Antibiotics eradicate S. aureus colonization, prevent SSTI recurrence in children
Use of systemic antibiotics, in conjunction with performance of incision and drainage, in the management of paediatric acute skin and soft tissue infection (SSTI) appears to reduce Staphylococcus aureus colonization and the likelihood of infection recurrence, a prospective study has found.
Researchers looked at a cohort of 383 children (median age 3 years; 56 percent female) with S. aureus SSTI for which an incision and drainage procedure was performed. Swab samples from the children revealed S. aureus colonization in the anterior nares, axillae or inguinal folds.
Guideline-recommended antibiotics were empirically prescribed to 355 (93 percent) patients, with 81 receiving more than one antibiotic class. Most received clindamycin (n=220) or trimethoprim-sulfamethoxazole (n=199), while the others were given vancomycin (n=19) beta-lactams (n=12). The remaining patients in the cohort were not prescribed systemic antibiotics.
Repeat colonization sampling was performed within 3 months (median 38 days) in 357 patients, and incidence of recurrent infection was ascertained for up to 1 year.
Results showed that children prescribed guideline-recommended empiric antibiotics had reduced likelihood of remaining colonized at follow-up sampling (adjusted hazard ratio [aHR] 0.49; 95 percent CI, 0.30 to 0.79) and of having recurrent SSTI (aHR, 0.57; 0.34, 0.94) compared with those who did not receive antibiotics for their SSTI.
Of note, remaining colonized at repeat sampling was associated with a more than twofold risk of infection recurrence over 12 months (aHR, 2.37, 95% CI 1.69, 3.31).

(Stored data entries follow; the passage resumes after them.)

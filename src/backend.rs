//! Prediction backend capability.
//!
//! The backend is acquired once at startup. When the crate is built without
//! the `xgboost` feature, [`acquire_backend`] returns `None` and the binary
//! reports the backend as unavailable.

use std::path::Path;

use crate::data::FeatureMatrix;
use crate::error::PredictError;
use crate::invocation::Prediction;

/// Loads a model artifact and predicts a feature batch.
pub trait PredictBackend {
    /// Short backend name for diagnostics.
    fn name(&self) -> &'static str;

    /// Load the model at `model_path` and predict every row of `features`.
    fn predict(&self, model_path: &Path, features: &FeatureMatrix) -> Result<Prediction, PredictError>;
}

/// Native XGBoost JSON backend.
#[cfg(feature = "xgboost")]
#[derive(Debug, Default, Clone, Copy)]
pub struct XgbBackend;

#[cfg(feature = "xgboost")]
impl PredictBackend for XgbBackend {
    fn name(&self) -> &'static str {
        "xgboost"
    }

    fn predict(&self, model_path: &Path, features: &FeatureMatrix) -> Result<Prediction, PredictError> {
        let model = crate::model::Regressor::load(model_path)?;
        let output = model.predict(features)?;
        Ok(Prediction::from_values(output.as_slice(), output.n_groups()))
    }
}

/// The compiled-in backend, if any.
pub fn acquire_backend() -> Option<Box<dyn PredictBackend>> {
    #[cfg(feature = "xgboost")]
    {
        Some(Box::new(XgbBackend))
    }
    #[cfg(not(feature = "xgboost"))]
    {
        None
    }
}
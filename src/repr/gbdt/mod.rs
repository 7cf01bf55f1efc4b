//! Gradient-boosted decision tree (GBDT) representations.

/// Node identifier: an index into the tree's SoA arrays.
pub type NodeId = u32;

pub mod categories;
pub mod forest;
pub mod node;
pub mod tree;

pub use categories::{CategoriesStorage, MAX_CATEGORY, categories_to_bitset, float_to_category};
pub use forest::{Forest, ForestValidationError};
pub use node::{ScalarLeaf, SplitType};
pub use tree::{Tree, TreeBuilder, TreeValidationError};
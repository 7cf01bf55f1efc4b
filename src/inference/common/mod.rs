//! Shared inference types.

mod output;
mod transform;

pub use output::PredictionOutput;
pub use transform::OutputTransform;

Clindamycin was particularly superior to trimethoprim-sulfamethoxazole in eradicating S. aureus colonization (44 vs 57 percent remained colonized; p=0.03) and preventing recurrent SSTI (31 vs 47 percent had recurrence; p=0.008).
The current findings establish the benefit of systemic antibiotics beyond the resolution of acute SSTI, researchers claimed, adding that they should inform continuing conversations about optimal clinical management of SSTI in the contemporary era.